The suitability of alternative survey-derived small area statistics in international comparisons: findings from the eurarea project
Patrick Heady and Martin Ralphs
Spatial Analysis and Modelling Branch (Research)
Methodology Group,
Office for National Statistics
1 Drummond Gate, London SW1V 2QQ.
Abstract
In the use of survey-derived statistics for small areas (using model-assisted and model-based methods) the predominant focus has been on alternative methods’ ability to provide estimates for individual small areas. The quality of the estimates for a set of areas has generally been thought of in terms of the average value of such area-specific measures as bias or mean square error.
Recently, however, there has been growing interest in estimators which conserve key properties of the overall set of area characteristics. Perhaps the most important characteristic of this kind is how well the estimators represent the true extent of geographical inequality. In general “design-based” estimators can be expected to overstate the extent of geographical inequality, while model-based estimators are likely to understate it. A consequence of this is that comparisons of spatial inequality between different states may be powerfully affected by differences in the small area estimation methods they use.

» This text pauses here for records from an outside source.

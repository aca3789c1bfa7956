use crate::StatusSnapshot;

/// Inputs that advance a [`crate::TrackingSession`].
#[derive(Debug, Clone, PartialEq)]
pub enum Msg {
    /// Tracking begins; selects the first transport.
    Start { prefer_stream: bool },
    /// The push stream was opened successfully.
    StreamOpened,
    /// The push stream could not be opened.
    StreamUnavailable { reason: String },
    /// A snapshot arrived from either transport.
    Snapshot(StatusSnapshot),
    /// The push stream errored or closed on its own.
    StreamInterrupted { reason: String },
    /// A status request failed, or a pushed payload could not be decoded.
    RequestFailed { error: String },
    /// The poll interval elapsed.
    PollDue,
    /// The caller cancelled tracking.
    Cancel,
}
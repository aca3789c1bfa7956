//! Requests that start server-side work and hand back a task id to track.

use serde::{Deserialize, Serialize};
use taskwatch_core::TaskId;
use taskwatch_logging::{track_info, track_warn};
use url::Url;

use crate::transport::{decode_json, http_status_error};
use crate::{ReqwestTransport, TrackError};

/// What the server said about a submission.
#[derive(Debug, Clone, PartialEq, Eq)]
pub struct Submission {
    pub success: bool,
    pub message: String,
    /// Present when the server started background work.
    pub task_id: Option<TaskId>,
}

#[derive(Debug, Clone, PartialEq, Eq, Serialize)]
pub struct QueryRequest {
    pub jira_ticket: String,
    pub approver: String,
    pub query_description: String,
}

#[derive(Serialize)]
struct TicketRequest<'a> {
    jira_ticket: &'a str,
}

#[derive(Deserialize)]
struct SubmissionBody {
    #[serde(default)]
    success: bool,
    #[serde(default)]
    response: Option<String>,
    #[serde(default)]
    message: Option<String>,
    #[serde(default)]
    task_id: Option<String>,
}

impl From<SubmissionBody> for Submission {
    fn from(body: SubmissionBody) -> Self {
        Self {
            success: body.success,
            message: body.response.or(body.message).unwrap_or_default(),
            task_id: body
                .task_id
                .filter(|id| !id.is_empty())
                .map(TaskId::from),
        }
    }
}

impl ReqwestTransport {
    /// Send a free-form chat message to the agent.
    pub async fn submit_chat(&self, message: &str) -> Result<Submission, TrackError> {
        let url = self.endpoint(&["api", "chat"])?;
        let request = self.client().post(url).form(&[("message", message)]);
        self.submit(request).await
    }

    pub async fn check_jira_status(&self, jira_ticket: &str) -> Result<Submission, TrackError> {
        let url = self.endpoint(&["api", "check-jira-status"])?;
        let request = self.client().post(url).json(&TicketRequest { jira_ticket });
        self.submit(request).await
    }

    pub async fn submit_query(&self, query: &QueryRequest) -> Result<Submission, TrackError> {
        let url = self.endpoint(&["api", "submit-query"])?;
        let request = self.client().post(url).json(query);
        self.submit(request).await
    }

    /// Absolute location of a file produced by a finished task.
    pub fn download_url(&self, filename: &str) -> Result<Url, TrackError> {
        self.endpoint(&["api", "download", filename])
    }

    /// Refusals arrive as non-2xx responses that still carry a message; those are
    /// answers, not transport failures.
    async fn submit(&self, request: reqwest::RequestBuilder) -> Result<Submission, TrackError> {
        let (status, body) = self.exchange(request).await?;
        let submission = if status.is_success() {
            Submission::from(decode_json::<SubmissionBody>(&body)?)
        } else {
            match serde_json::from_slice::<SubmissionBody>(&body) {
                Ok(body) if body.response.is_some() || body.message.is_some() => {
                    track_warn!("Server refused the submission with {status}");
                    Submission {
                        success: false,
                        ..Submission::from(body)
                    }
                }
                _ => return Err(http_status_error(status)),
            }
        };
        if let Some(task_id) = &submission.task_id {
            track_info!("Server started task {task_id}");
        }
        Ok(submission)
    }
}
use taskwatch_core::{update, Msg, StatusSnapshot, TaskId, TaskStatus, TrackingSession};

#[test]
fn messages_after_cancel_are_ignored() {
    let session = TrackingSession::new(TaskId::from("t-1"));
    let (session, _) = update(session, Msg::Start { prefer_stream: false });
    let (session, _) = update(session, Msg::Cancel);

    for msg in [
        Msg::PollDue,
        Msg::Snapshot(StatusSnapshot::new(TaskStatus::Completed, "done")),
        Msg::RequestFailed {
            error: "boom".into(),
        },
        Msg::Cancel,
    ] {
        let (next, effects) = update(session.clone(), msg);
        assert_eq!(session, next);
        assert!(effects.is_empty());
    }
}

#[test]
fn second_start_is_noop() {
    let session = TrackingSession::new(TaskId::from("t-1"));
    let (session, _) = update(session, Msg::Start { prefer_stream: true });
    let (next, effects) = update(session.clone(), Msg::Start { prefer_stream: false });

    assert_eq!(session, next);
    assert!(effects.is_empty());
}
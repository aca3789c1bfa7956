use std::fmt;

use taskwatch_core::{StatusUpdate, TaskId};

/// Events emitted by [`crate::ChannelTrackingSink`].
#[derive(Debug, Clone, PartialEq)]
pub enum TrackerEvent {
    Update { task_id: TaskId, update: StatusUpdate },
    Completed { task_id: TaskId, update: StatusUpdate },
}

impl TrackerEvent {
    pub fn task_id(&self) -> &TaskId {
        match self {
            TrackerEvent::Update { task_id, .. } | TrackerEvent::Completed { task_id, .. } => {
                task_id
            }
        }
    }
}

#[derive(Debug, Clone, PartialEq, Eq, thiserror::Error)]
#[error("{kind}: {message}")]
pub struct TrackError {
    pub kind: FailureKind,
    pub message: String,
}

impl TrackError {
    pub fn new(kind: FailureKind, message: impl Into<String>) -> Self {
        Self {
            kind,
            message: message.into(),
        }
    }

    /// The server answered, but with something this client cannot read.
    pub fn is_protocol(&self) -> bool {
        self.kind.is_protocol()
    }
}

#[derive(Debug, Clone, PartialEq, Eq)]
pub enum FailureKind {
    InvalidUrl,
    HttpStatus(u16),
    Timeout,
    Network,
    UnsupportedContentType { content_type: String },
    MalformedPayload,
    InvalidOptions,
    NoRuntime,
}

impl FailureKind {
    pub fn is_protocol(&self) -> bool {
        matches!(
            self,
            FailureKind::MalformedPayload | FailureKind::UnsupportedContentType { .. }
        )
    }
}

impl fmt::Display for FailureKind {
    fn fmt(&self, f: &mut fmt::Formatter<'_>) -> fmt::Result {
        match self {
            FailureKind::InvalidUrl => write!(f, "invalid url"),
            FailureKind::HttpStatus(code) => write!(f, "http status {code}"),
            FailureKind::Timeout => write!(f, "timeout"),
            FailureKind::Network => write!(f, "network error"),
            FailureKind::UnsupportedContentType { content_type } => {
                write!(f, "unsupported content type {content_type}")
            }
            FailureKind::MalformedPayload => write!(f, "malformed payload"),
            FailureKind::InvalidOptions => write!(f, "invalid tracking options"),
            FailureKind::NoRuntime => write!(f, "no async runtime"),
        }
    }
}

The Eurarea project, carried out by NSIs and academics, used simulation methods, based on simulated samples from 100-percent census and register data-bases for six European countries, to measure the practical performance of a range of small area estimators. These included direct estimators, GREGs, regression synthetic estimators, composite estimators, and estimators that borrowed strength from patterns of temporal and spatial auto-correlation.
In this paper, we use some of these results to illustrate the performance of different types of estimators for estimating area-specific totals and explore the extent of the distortion to spatial distributions that can occur from using small area estimation methods that are optimal in other respects, relating this particularly to the issue of international comparisons of spatial inequality.
Introduction
The provision of high quality small area statistics is a growing priority for European governments, primarily so that resource allocation can be optimally directed to tackle problems such as poor housing and health, unemployment and low pay.A problem arises because the availability of small area statistics for key variables of interest is limited by the cost of data collection. It is prohibitively expensive to carry out detailed local surveys with comprehensive coverage for very small areas, and while sample surveys are carried out to collect information about key themes of local interest, these are designed primarily for efficient estimation at national level.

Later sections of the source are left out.